King’s ultimate send-off: Warne would’ve loved it

Shane Warne has been given the perfect send-off in front of a packed MCG, with some of the biggest names from the world of sport and entertainment paying tribute to the spin king, report News Corp’s Patrick Carlyon, Emily Benammar, Liam Twomey and staff.

Warnie, the cricketer, star and fan, would have loved it.

From 5pm on Wednesday, fans started turning up. Some, as requested, were splotched green and gold, at odds with the sobriety of the private service for Warne 10 days earlier.

Prime Minister Scott Morrison rushed from budget duties in Canberra to nestle among cricket fans at home in Bay 13.

“My message to … Shane’s family is thank you,” he said beforehand.

“Thank you for sharing Shane with all of us.”

They came to celebrate a life led – and at times misled.

Eddie McGuire touted the MCG Shane Warne memorial as one of the greatest events in the city’s history.

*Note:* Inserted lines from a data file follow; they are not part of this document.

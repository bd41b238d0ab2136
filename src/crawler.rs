//! Recursive fork/join crawl of a single site.
//!
//! Every discovered URL becomes its own tokio task. A task fetches its page,
//! stores it, spawns children for unseen same-site links into a `JoinSet`,
//! waits for all of them and then refreshes the site heartbeat.

use crate::controls::CrawlControls;
use crate::fetcher::{Fetch, FetchedPage};
use crate::model::{NewPage, Site, SiteId};
use crate::store::{Storage, StoreError};
use futures_util::future::{BoxFuture, FutureExt};
use std::collections::HashSet;
use std::sync::atomic::{AtomicBool, AtomicUsize, Ordering};
use std::sync::{Arc, Mutex, PoisonError};
use std::time::{Instant, SystemTime};
use tokio::sync::Notify;
use tokio::task::{JoinError, JoinSet};
use tracing::{debug, info, warn};
use url::Url;

/// Cloneable stop signal shared by every task of a reindex run.
#[derive(Clone, Default)]
pub struct StopFlag {
    inner: Arc<StopInner>,
}

#[derive(Default)]
struct StopInner {
    stopped: AtomicBool,
    notify: Notify,
}

impl StopFlag {
    /// Creates a lowered flag.
    pub fn new() -> Self {
        Self::default()
    }

    /// Raises the flag and wakes every waiter.
    pub fn request_stop(&self) {
        self.inner.stopped.store(true, Ordering::Release);
        self.inner.notify.notify_waiters();
    }

    /// Whether the flag has been raised.
    pub fn is_stopped(&self) -> bool {
        self.inner.stopped.load(Ordering::Acquire)
    }

    /// Resolves once the flag is raised.
    pub async fn stopped(&self) {
        loop {
            let notified = self.inner.notify.notified();
            if self.is_stopped() {
                return;
            }
            notified.await;
        }
    }
}

/// Errors that fail a site's crawl.
#[derive(Debug, thiserror::Error)]
pub enum CrawlError {
    /// The site root is not a valid URL.
    #[error("invalid site url {url:?}: {source}")]
    InvalidRoot {
        /// Stored site URL.
        url: String,
        /// Parse error.
        #[source]
        source: url::ParseError,
    },
    /// Persisting a page or the heartbeat failed.
    #[error(transparent)]
    Store(#[from] StoreError),
    /// A crawl task panicked or was cancelled.
    #[error("crawl task failed: {0}")]
    Join(#[from] JoinError),
}

/// Counters for one crawl run.
#[derive(Debug, Clone, Copy, Default, PartialEq, Eq)]
pub struct CrawlSummary {
    /// Pages persisted.
    pub pages_stored: usize,
    /// URLs whose fetch failed.
    pub fetch_failures: usize,
    /// Links skipped because their URL was already seen.
    pub duplicate_links: usize,
}

#[derive(Default)]
struct CrawlMetrics {
    pages_stored: AtomicUsize,
    fetch_failures: AtomicUsize,
    duplicate_links: AtomicUsize,
}

impl CrawlMetrics {
    fn record_page_stored(&self) {
        self.pages_stored.fetch_add(1, Ordering::Relaxed);
    }

    fn record_fetch_failure(&self) {
        self.fetch_failures.fetch_add(1, Ordering::Relaxed);
    }

    fn record_duplicate(&self) {
        self.duplicate_links.fetch_add(1, Ordering::Relaxed);
    }

    fn summary(&self) -> CrawlSummary {
        CrawlSummary {
            pages_stored: self.pages_stored.load(Ordering::Relaxed),
            fetch_failures: self.fetch_failures.load(Ordering::Relaxed),
            duplicate_links: self.duplicate_links.load(Ordering::Relaxed),
        }
    }
}

/// Crawls sites into a store through a fetcher.
pub struct Crawler<S, F> {
    store: Arc<S>,
    fetcher: Arc<F>,
    controls: CrawlControls,
}

impl<S, F> Clone for Crawler<S, F> {
    fn clone(&self) -> Self {
        Self {
            store: Arc::clone(&self.store),
            fetcher: Arc::clone(&self.fetcher),
            controls: self.controls.clone(),
        }
    }
}

impl<S: Storage, F: Fetch> Crawler<S, F> {
    /// Builds a crawler over shared storage and fetcher handles.
    pub fn new(store: Arc<S>, fetcher: Arc<F>, controls: CrawlControls) -> Self {
        Self {
            store,
            fetcher,
            controls,
        }
    }

    /// Crawls every page reachable from `site.url`, storing pages under `site.id`.
    ///
    /// Returns once the whole task tree has unwound, either by exhausting the
    /// site or by observing `stop`.
    pub async fn crawl_site(&self, site: &Site, stop: &StopFlag) -> Result<CrawlSummary, CrawlError> {
        let root = Url::parse(&site.url).map_err(|source| CrawlError::InvalidRoot {
            url: site.url.clone(),
            source,
        })?;
        let run = Arc::new(CrawlRun {
            store: Arc::clone(&self.store),
            fetcher: Arc::clone(&self.fetcher),
            controls: self.controls.clone(),
            site_id: site.id,
            stop: stop.clone(),
            seen: Mutex::new(HashSet::from([root.as_str().to_string()])),
            metrics: CrawlMetrics::default(),
        });

        let started = Instant::now();
        info!(site = %site.url, "crawl started");
        let result = visit(Arc::clone(&run), root, String::new(), 0).await;
        let summary = run.metrics.summary();
        info!(
            site = %site.url,
            pages_stored = summary.pages_stored,
            fetch_failures = summary.fetch_failures,
            duplicate_links = summary.duplicate_links,
            stopped = stop.is_stopped(),
            elapsed_ms = started.elapsed().as_millis() as u64,
            "crawl finished"
        );
        result.map(|()| summary)
    }
}

struct CrawlRun<S, F> {
    store: Arc<S>,
    fetcher: Arc<F>,
    controls: CrawlControls,
    site_id: SiteId,
    stop: StopFlag,
    seen: Mutex<HashSet<String>>,
    metrics: CrawlMetrics,
}

impl<S: Storage, F: Fetch> CrawlRun<S, F> {
    /// Marks `url` seen, returning false when it already was.
    fn mark_seen(&self, url: &Url) -> bool {
        self.seen
            .lock()
            .unwrap_or_else(PoisonError::into_inner)
            .insert(url.as_str().to_string())
    }

    /// Sleeps for the politeness delay; false when the stop flag cut it short.
    async fn politeness_wait(&self) -> bool {
        let delay = self.controls.politeness_delay();
        if delay.is_zero() {
            return !self.stop.is_stopped();
        }
        tokio::select! {
            biased;
            _ = self.stop.stopped() => false,
            _ = tokio::time::sleep(delay) => true,
        }
    }

    async fn store_page(&self, path: &str, page: &FetchedPage) -> Result<(), StoreError> {
        let inserted = self
            .store
            .insert_page(NewPage {
                site_id: self.site_id,
                path: path.to_string(),
                code: page.status,
                content: page.html.clone(),
            })
            .await;
        match inserted {
            Ok(_) => {
                self.metrics.record_page_stored();
                Ok(())
            }
            Err(StoreError::Conflict { .. }) => {
                debug!(path, "page already stored");
                Ok(())
            }
            Err(err) => Err(err),
        }
    }
}

fn visit<S: Storage, F: Fetch>(
    run: Arc<CrawlRun<S, F>>,
    url: Url,
    path: String,
    depth: usize,
) -> BoxFuture<'static, Result<(), CrawlError>> {
    async move {
        if run.stop.is_stopped() || !run.politeness_wait().await {
            return Ok(());
        }

        let page = match run.fetcher.fetch(&url).await {
            Ok(page) => Some(page),
            Err(err) => {
                warn!(url = %url, error = %err, "fetch failed, skipping");
                run.metrics.record_fetch_failure();
                None
            }
        };

        let mut outcome: Result<(), CrawlError> = Ok(());
        let mut children = JoinSet::new();
        if let Some(page) = page {
            if !path.is_empty() {
                outcome = run.store_page(&path, &page).await.map_err(CrawlError::from);
            }
            if outcome.is_ok() && run.controls.allows_depth(depth + 1) {
                for link in page.links {
                    if run.mark_seen(&link.url) {
                        children.spawn(visit(Arc::clone(&run), link.url, link.path, depth + 1));
                    } else {
                        run.metrics.record_duplicate();
                    }
                }
            }
        }

        while let Some(joined) = children.join_next().await {
            let child = joined.map_err(CrawlError::from).and_then(|result| result);
            if let Err(err) = child {
                if outcome.is_ok() {
                    outcome = Err(err);
                }
            }
        }

        if let Err(err) = run.store.touch_site(run.site_id, SystemTime::now()).await {
            if outcome.is_ok() {
                outcome = Err(err.into());
            }
        }
        outcome
    }
    .boxed()
}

Certainly, the banks of TV news crews doing live crosses near Warne’s statue are usually reserved for a grand final.

“AB was just over there,” a fan said, amid the hushed awe at the statue’s base. “But I didn’t want to hassle him today.”

The outpouring for Warne compares with the send-off of his friend Michael Gudinski, a year earlier, when Ed Sheeran and Kylie Minogue farewelled their friend at Melbourne Park.

For numbers, it compared with Victoria’s first state funeral – for fallen explorers Burke and Wills – in 1863, when 40,000 people were said to throng four city blocks. Warne’s undoubted bigness in death owes something to pranksters, who in 1995, hoodwinked then premier Jeff Kennett into staging a state funeral for footy legend Ted Whitten.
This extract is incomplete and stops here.